## Data supplied:
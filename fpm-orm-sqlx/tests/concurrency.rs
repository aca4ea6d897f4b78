#![cfg(all(feature = "sqlite", not(feature = "postgres")))]

mod common;

use common::{memory_setting, Fake};
use fpm_orm_data::{Entity, Pager, Query, Sorter};
use fpm_orm_sqlx::{DbSetting, Engine, PoolSetting};

const GROUPS: i64 = 4;

fn file_setting(dir: &tempfile::TempDir) -> DbSetting {
    DbSetting {
        database: dir.path().join("shared.db").display().to_string(),
        pool: PoolSetting {
            max_open: 4,
            min_idle: 0,
            ..PoolSetting::default()
        },
        ..memory_setting()
    }
}

/// Rows `g<n>` carry values `n*100 .. n*100+4`.
async fn seed(engine: &Engine) {
    for group in 0..GROUPS {
        for offset in 0..5 {
            let fake = Fake::new(&format!("g{group}"), group * 100 + offset);
            engine.insert(&fake).await.unwrap();
        }
    }
}

fn group_query(group: i64) -> Query {
    let sorter = if group % 2 == 0 {
        Sorter::asc("value")
    } else {
        Sorter::desc("value")
    };
    Query::new("fake")
        .condition("name = ?", [format!("g{group}")])
        .sorter(sorter)
        .pager(Pager::new(1, 2).unwrap())
}

#[tokio::test(flavor = "multi_thread", worker_threads = 4)]
async fn test_shared_engine_across_tasks() {
    let dir = tempfile::tempdir().unwrap();
    let engine = common::connect(&file_setting(&dir)).await;
    engine.auto_migrate(&[Fake::schema()]).await.unwrap();
    seed(&engine).await;

    let mut handles = Vec::new();
    for group in 0..GROUPS {
        let engine = engine.clone();
        handles.push(tokio::spawn(async move {
            let mut seen = Vec::new();
            for _ in 0..10 {
                let rows = engine.find_object(&group_query(group)).await.unwrap();
                let values: Vec<i64> = rows
                    .iter()
                    .map(|row| row.get("value").and_then(|v| v.as_i64()).unwrap())
                    .collect();
                seen.push(values);
            }
            (group, seen)
        }));
    }

    for handle in handles {
        let (group, seen) = handle.await.unwrap();
        let base = group * 100;
        let expected = if group % 2 == 0 {
            vec![base + 1, base + 2]
        } else {
            vec![base + 3, base + 2]
        };
        assert!(seen.iter().all(|values| *values == expected), "group {group}: {seen:?}");
    }
}

#[tokio::test(flavor = "multi_thread", worker_threads = 4)]
async fn test_concurrent_connects() {
    let dir = tempfile::tempdir().unwrap();
    let setting = file_setting(&dir);

    let mut handles = Vec::new();
    for _ in 0..4 {
        let setting = setting.clone();
        handles.push(tokio::spawn(async move { Engine::connect(&setting).await }));
    }

    let mut engines = Vec::new();
    for handle in handles {
        engines.push(handle.await.unwrap().unwrap());
    }
    engines[0].auto_migrate(&[Fake::schema()]).await.unwrap();
    engines[1].insert(&Fake::new("shared", 1)).await.unwrap();
    for engine in &engines {
        let found = engine
            .find_object(&Query::new("fake").condition("name = ?", ["shared"]))
            .await
            .unwrap();
        assert_eq!(found.len(), 1);
    }
}
//! Table definitions used to bootstrap schemas before migrations run.

use crate::error::DataResult;
use crate::query::TableKind;
use crate::sql::{checked_identifier, Dialect};

#[derive(Debug, Clone, Copy, PartialEq, Eq)]
pub enum ColumnType {
    Integer,
    BigInt,
    Real,
    Text,
    Bool,
    Timestamp,
    Blob,
}

impl ColumnType {
    fn sql(self, dialect: Dialect) -> &'static str {
        match (self, dialect) {
            (ColumnType::Integer, Dialect::MySql) => "INT",
            (ColumnType::Integer, _) => "INTEGER",
            (ColumnType::BigInt, Dialect::Sqlite) => "INTEGER",
            (ColumnType::BigInt, _) => "BIGINT",
            (ColumnType::Real, Dialect::Sqlite) => "REAL",
            (ColumnType::Real, Dialect::Postgres) => "DOUBLE PRECISION",
            (ColumnType::Real, Dialect::MySql) => "DOUBLE",
            (ColumnType::Text, _) => "TEXT",
            (ColumnType::Bool, _) => "BOOLEAN",
            (ColumnType::Timestamp, Dialect::Sqlite) => "TIMESTAMP",
            (ColumnType::Timestamp, Dialect::Postgres) => "TIMESTAMPTZ",
            (ColumnType::Timestamp, Dialect::MySql) => "DATETIME(3)",
            (ColumnType::Blob, Dialect::Postgres) => "BYTEA",
            (ColumnType::Blob, _) => "BLOB",
        }
    }
}

#[derive(Debug, Clone, PartialEq, Eq)]
pub struct ColumnDef {
    pub name: String,
    pub ty: ColumnType,
    pub nullable: bool,
}

/// A table and its user-declared columns.
///
/// Managed tables additionally get an auto-increment `id` primary key and
/// the `created_at` / `updated_at` / `deleted_at` columns, with an index on
/// `deleted_at`.
#[derive(Debug, Clone, PartialEq, Eq)]
pub struct TableSchema {
    pub name: String,
    pub columns: Vec<ColumnDef>,
    pub kind: TableKind,
}

impl TableSchema {
    pub fn new(name: impl Into<String>) -> Self {
        Self {
            name: name.into(),
            columns: Vec::new(),
            kind: TableKind::Managed,
        }
    }

    /// A table without the managed id and timestamp columns.
    pub fn plain(name: impl Into<String>) -> Self {
        Self {
            kind: TableKind::Plain,
            ..Self::new(name)
        }
    }

    /// Add a nullable column.
    pub fn column(mut self, name: impl Into<String>, ty: ColumnType) -> Self {
        self.columns.push(ColumnDef {
            name: name.into(),
            ty,
            nullable: true,
        });
        self
    }

    pub fn not_null(mut self, name: impl Into<String>, ty: ColumnType) -> Self {
        self.columns.push(ColumnDef {
            name: name.into(),
            ty,
            nullable: false,
        });
        self
    }

    /// DDL statements creating the table (and its soft-delete index) when
    /// missing.
    pub fn create_sql(&self, dialect: Dialect) -> DataResult<Vec<String>> {
        let table = checked_identifier(&self.name, false, "table", dialect)?;
        let mut defs = Vec::new();
        if self.kind == TableKind::Managed {
            defs.push(match dialect {
                Dialect::Sqlite => "\"id\" INTEGER PRIMARY KEY AUTOINCREMENT".to_string(),
                Dialect::Postgres => "\"id\" BIGSERIAL PRIMARY KEY".to_string(),
                Dialect::MySql => "`id` BIGINT AUTO_INCREMENT PRIMARY KEY".to_string(),
            });
            let ts = ColumnType::Timestamp.sql(dialect);
            for column in ["created_at", "updated_at", "deleted_at"] {
                let column = checked_identifier(column, false, "column", dialect)?;
                defs.push(format!("{column} {ts} NULL"));
            }
        }
        for column in &self.columns {
            let name = checked_identifier(&column.name, false, "column", dialect)?;
            let null = if column.nullable { "NULL" } else { "NOT NULL" };
            defs.push(format!("{name} {} {null}", column.ty.sql(dialect)));
        }

        let mut statements = vec![format!(
            "CREATE TABLE IF NOT EXISTS {table} ({})",
            defs.join(", ")
        )];
        if self.kind == TableKind::Managed && dialect != Dialect::MySql {
            let index = checked_identifier(
                &format!("idx_{}_deleted_at", self.name.replace('.', "_")),
                false,
                "index",
                dialect,
            )?;
            statements.push(format!(
                "CREATE INDEX IF NOT EXISTS {index} ON {table} (deleted_at)"
            ));
        }
        Ok(statements)
    }
}

#[cfg(test)]
mod tests {
    use super::*;

    #[test]
    fn test_managed_table_sqlite() {
        let sql = TableSchema::new("fake")
            .column("name", ColumnType::Text)
            .column("value", ColumnType::Integer)
            .create_sql(Dialect::Sqlite)
            .unwrap();
        assert_eq!(
            sql[0],
            "CREATE TABLE IF NOT EXISTS \"fake\" (\"id\" INTEGER PRIMARY KEY AUTOINCREMENT, \"created_at\" TIMESTAMP NULL, \"updated_at\" TIMESTAMP NULL, \"deleted_at\" TIMESTAMP NULL, \"name\" TEXT NULL, \"value\" INTEGER NULL)"
        );
        assert_eq!(
            sql[1],
            "CREATE INDEX IF NOT EXISTS \"idx_fake_deleted_at\" ON \"fake\" (deleted_at)"
        );
    }

    #[test]
    fn test_plain_table_postgres() {
        let sql = TableSchema::plain("audit")
            .not_null("event", ColumnType::Text)
            .column("at", ColumnType::Timestamp)
            .create_sql(Dialect::Postgres)
            .unwrap();
        assert_eq!(
            sql,
            vec!["CREATE TABLE IF NOT EXISTS \"audit\" (\"event\" TEXT NOT NULL, \"at\" TIMESTAMPTZ NULL)".to_string()]
        );
    }

    #[test]
    fn test_invalid_column_name() {
        assert!(TableSchema::new("fake")
            .column("bad name", ColumnType::Text)
            .create_sql(Dialect::Sqlite)
            .is_err());
    }
}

## Exercise objective:
Scan the material above. Copy each line where "else" occurs.

## Final answer:
    } else {
        } else {
            let null = if column.nullable { "NULL" } else { "NOT NULL" };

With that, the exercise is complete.